# [Task to carry out]
Please reproduce each line of the data below exactly as shown.

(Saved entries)
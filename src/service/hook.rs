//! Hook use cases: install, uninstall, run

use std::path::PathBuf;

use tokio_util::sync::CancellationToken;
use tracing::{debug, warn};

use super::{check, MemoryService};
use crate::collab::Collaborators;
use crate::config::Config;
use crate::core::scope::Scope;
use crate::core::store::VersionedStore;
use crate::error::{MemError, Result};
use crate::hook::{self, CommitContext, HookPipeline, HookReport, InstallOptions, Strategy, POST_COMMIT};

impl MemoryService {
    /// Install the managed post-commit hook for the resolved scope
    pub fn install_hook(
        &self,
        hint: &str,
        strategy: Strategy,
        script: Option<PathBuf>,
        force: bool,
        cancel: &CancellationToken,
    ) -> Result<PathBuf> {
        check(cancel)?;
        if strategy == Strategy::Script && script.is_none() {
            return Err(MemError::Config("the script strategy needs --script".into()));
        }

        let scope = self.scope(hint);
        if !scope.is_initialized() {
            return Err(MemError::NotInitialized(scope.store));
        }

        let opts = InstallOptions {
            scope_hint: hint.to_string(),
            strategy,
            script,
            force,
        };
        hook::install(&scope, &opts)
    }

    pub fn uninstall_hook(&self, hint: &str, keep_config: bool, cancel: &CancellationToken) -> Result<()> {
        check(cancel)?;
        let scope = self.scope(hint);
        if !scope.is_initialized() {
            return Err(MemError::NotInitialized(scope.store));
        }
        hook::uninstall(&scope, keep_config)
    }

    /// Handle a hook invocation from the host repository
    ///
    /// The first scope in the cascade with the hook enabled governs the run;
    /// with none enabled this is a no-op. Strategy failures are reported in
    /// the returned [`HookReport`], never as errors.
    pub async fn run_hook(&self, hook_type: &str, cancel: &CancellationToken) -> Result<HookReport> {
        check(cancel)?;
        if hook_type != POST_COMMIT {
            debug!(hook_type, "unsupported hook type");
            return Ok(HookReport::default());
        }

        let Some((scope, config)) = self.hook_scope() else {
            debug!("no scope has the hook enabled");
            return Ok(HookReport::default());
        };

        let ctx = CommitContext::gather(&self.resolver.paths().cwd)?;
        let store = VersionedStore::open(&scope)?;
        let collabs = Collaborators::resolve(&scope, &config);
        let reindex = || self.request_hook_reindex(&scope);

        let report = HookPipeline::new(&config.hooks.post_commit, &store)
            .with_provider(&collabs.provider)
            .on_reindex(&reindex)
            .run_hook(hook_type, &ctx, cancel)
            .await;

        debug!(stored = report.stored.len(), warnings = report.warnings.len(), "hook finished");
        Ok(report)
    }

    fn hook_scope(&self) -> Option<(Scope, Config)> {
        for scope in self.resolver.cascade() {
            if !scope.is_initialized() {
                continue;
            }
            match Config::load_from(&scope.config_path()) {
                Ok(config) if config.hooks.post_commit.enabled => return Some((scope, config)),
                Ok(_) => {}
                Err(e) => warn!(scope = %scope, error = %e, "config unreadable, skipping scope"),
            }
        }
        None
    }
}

# [Written response]
filename src/service/hook.rs
//! Hook use cases: install, uninstall, run

use std::path::PathBuf;

use tokio_util::sync::CancellationToken;
use tracing::{debug, warn};

use super::{check, MemoryService};
use crate::collab::Collaborators;
use crate::config::Config;
use crate::core::scope::Scope;
use crate::core::store::VersionedStore;
use crate::error::{MemError, Result};
use crate::hook::{self, CommitContext, HookPipeline, HookReport, InstallOptions, Strategy, POST_COMMIT};

impl MemoryService {
    /// Install the managed post-commit hook for the resolved scope
    pub fn install_hook(
        &self,
        hint: &str,
        strategy: Strategy,
        script: Option<PathBuf>,
        force: bool,
        cancel: &CancellationToken,
    ) -> Result<PathBuf> {
        check(cancel)?;
        if strategy == Strategy::Script && script.is_none() {
            return Err(MemError::Config("the script strategy needs --script".into()));
        }

        let scope = self.scope(hint);
        if !scope.is_initialized() {
            return Err(MemError::NotInitialized(scope.store));
        }

        let opts = InstallOptions {
            scope_hint: hint.to_string(),
            strategy,
            script,
            force,
        };
        hook::install(&scope, &opts)
    }

    pub fn uninstall_hook(&self, hint: &str, keep_config: bool, cancel: &CancellationToken) -> Result<()> {
        check(cancel)?;
        let scope = self.scope(hint);
        if !scope.is_initialized() {
            return Err(MemError::NotInitialized(scope.store));
        }
        hook::uninstall(&scope, keep_config)
    }

    /// Handle a hook invocation from the host repository
    ///
    /// The first scope in the cascade with the hook enabled governs the run;
    /// with none enabled this is a no-op. Strategy failures are reported in
    /// the returned [`HookReport`], never as errors.
    pub async fn run_hook(&self, hook_type: &str, cancel: &CancellationToken) -> Result<HookReport> {
        check(cancel)?;
        if hook_type != POST_COMMIT {
            debug!(hook_type, "unsupported hook type");
            return Ok(HookReport::default());
        }

        let Some((scope, config)) = self.hook_scope() else {
            debug!("no scope has the hook enabled");
            return Ok(HookReport::default());
        };

        let ctx = CommitContext::gather(&self.resolver.paths().cwd)?;
        let store = VersionedStore::open(&scope)?;
        let collabs = Collaborators::resolve(&scope, &config);
        let reindex = || self.request_hook_reindex(&scope);

        let report = HookPipeline::new(&config.hooks.post_commit, &store)
            .with_provider(&collabs.provider)
            .on_reindex(&reindex)
            .run_hook(hook_type, &ctx, cancel)
            .await;

        debug!(stored = report.stored.len(), warnings = report.warnings.len(), "hook finished");
        Ok(report)
    }

    fn hook_scope(&self) -> Option<(Scope, Config)> {
        for scope in self.resolver.cascade() {
            if !scope.is_initialized() {
                continue;
            }
            match Config::load_from(&scope.config_path()) {
                Ok(config) if config.hooks.post_commit.enabled => return Some((scope, config)),
                Ok(_) => {}
                Err(e) => warn!(scope = %scope, error = %e, "config unreadable, skipping scope"),
            }
        }
        None
    }
}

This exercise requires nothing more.